Algier
Männer eilen durch die Gänge, erteilen Anweisungen, bellen Befehle. Pausenlos piepsen Funktelefone. Es herrscht Aufregung am Sitz der Nationalen Befreiungsfront (FLN). Ein Gericht hat die Konten der Partei sperren lassen. Die Löhne der Funktionäre können nicht ausgezahlt werden. Jetzt wird mobilisiert: Vor dem Parlamentsgebäude soll eine Großkundgebung stattfinden.
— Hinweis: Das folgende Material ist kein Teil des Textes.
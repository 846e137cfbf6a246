use argon2::{
    password_hash::{rand_core::OsRng, PasswordHash, PasswordHasher, PasswordVerifier, SaltString},
    Argon2,
};

pub fn hash_password(password: &str) -> Result<String, argon2::password_hash::Error> {
    let salt = SaltString::generate(&mut OsRng);
    let hash = Argon2::default().hash_password(password.as_bytes(), &salt)?;
    Ok(hash.to_string())
}

pub fn verify_password(password: &str, hash: &str) -> Result<bool, argon2::password_hash::Error> {
    let parsed = PasswordHash::new(hash)?;
    Ok(Argon2::default()
        .verify_password(password.as_bytes(), &parsed)
        .is_ok())
}

#[cfg(test)]
mod tests {
    use super::*;

    #[test]
    fn hash_and_verify_succeeds() {
        let hash = hash_password("correct-horse-battery-staple").unwrap();
        assert!(verify_password("correct-horse-battery-staple", &hash).unwrap());
    }

    #[test]
    fn wrong_password_fails() {
        let hash = hash_password("right-password").unwrap();
        assert!(!verify_password("wrong-password", &hash).unwrap());
    }

    #[test]
    fn salts_differ_between_hashes() {
        let hash1 = hash_password("same-password").unwrap();
        let hash2 = hash_password("same-password").unwrap();
        assert_ne!(hash1, hash2);
        assert!(verify_password("same-password", &hash1).unwrap());
        assert!(verify_password("same-password", &hash2).unwrap());
    }

    #[test]
    fn malformed_hash_is_an_error() {
        assert!(verify_password("anything", "not-a-phc-string").is_err());
    }
}
use dioxus::prelude::*;

/// Oldest toasts are dropped past this point.
const MAX_TOASTS: usize = 5;

#[derive(Debug, Clone, Copy, PartialEq)]
pub enum ToastKind {
    Success,
    Error,
    Info,
}

impl ToastKind {
    fn class(&self) -> &'static str {
        match self {
            ToastKind::Success => "success",
            ToastKind::Error => "error",
            ToastKind::Info => "info",
        }
    }
}

#[derive(Debug, Clone, PartialEq)]
pub struct ToastItem {
    pub id: u64,
    pub kind: ToastKind,
    pub message: String,
}

/// Handle for enqueueing toasts from anywhere under a `ToastProvider`.
#[derive(Clone, Copy)]
pub struct Toasts {
    items: Signal<Vec<ToastItem>>,
    next_id: Signal<u64>,
}

impl Toasts {
    pub fn success(&self, message: impl Into<String>) {
        self.push(ToastKind::Success, message.into());
    }

    pub fn error(&self, message: impl Into<String>) {
        self.push(ToastKind::Error, message.into());
    }

    pub fn info(&self, message: impl Into<String>) {
        self.push(ToastKind::Info, message.into());
    }

    pub fn dismiss(&self, id: u64) {
        let mut items = self.items;
        items.write().retain(|t| t.id != id);
    }

    fn push(&self, kind: ToastKind, message: String) {
        let mut next_id = self.next_id;
        let id = *next_id.peek();
        next_id += 1;

        let mut items = self.items;
        let mut list = items.write();
        list.push(ToastItem { id, kind, message });
        if list.len() > MAX_TOASTS {
            let overflow = list.len() - MAX_TOASTS;
            list.drain(0..overflow);
        }
    }
}

/// Access the toast handle provided by the nearest `ToastProvider`.
pub fn use_toast() -> Toasts {
    use_context()
}

/// Provides the toast context and renders the notification viewport.
#[component]
pub fn ToastProvider(children: Element) -> Element {
    let toasts = use_context_provider(|| Toasts {
        items: Signal::new(Vec::new()),
        next_id: Signal::new(0),
    });

    let current: Vec<ToastItem> = toasts.items.read().clone();

    rsx! {
        {children}
        div { class: "toast-viewport",
            for item in current {
                div {
                    key: "{item.id}",
                    class: "toast",
                    "data-kind": item.kind.class(),
                    role: "status",
                    span { class: "toast-message", "{item.message}" }
                    button {
                        class: "toast-dismiss",
                        r#type: "button",
                        aria_label: "Dismiss",
                        onclick: move |_| toasts.dismiss(item.id),
                        "\u{00d7}"
                    }
                }
            }
        }
    }
}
Doch Ali Benflis, der Generalsekretär der FLN, die vor über 40 Jahren Algerien in die Unabhängigkeit geführt hat, die danach fast drei Jahrzehnte lang einzige Partei im Lande war und die seit den letzten Wahlen im Parlament eine absolute Mehrheit hat, ist die Ruhe in Person. Über seinem mächtigen Schreibtisch hängt das Porträt seines Erzfeindes, des Präsidenten Abdelasis Bouteflika, Mitglied der FLN. "Er glaubt nicht an die Demokratie, er ist gegen den politischen Pluralismus, er ist gegen die Meinungsfreiheit", konstatiert Benflis ganz nüchtern und unaufgeregt, "er will alle Macht für sich allein." – "Aber weshalb haben Sie ihm denn fast drei Jahre lang, bis vor acht Monaten, als Premier gedient?" – "Ich kannte ihn nicht, als ich die Regierung übernahm." – "Aber Sie haben doch schon 1999 seine Wahlkampagne geleitet…" – "Würden Sie Ihre Fragen bitte schriftlich einreichen." Das Interview ist zu Ende.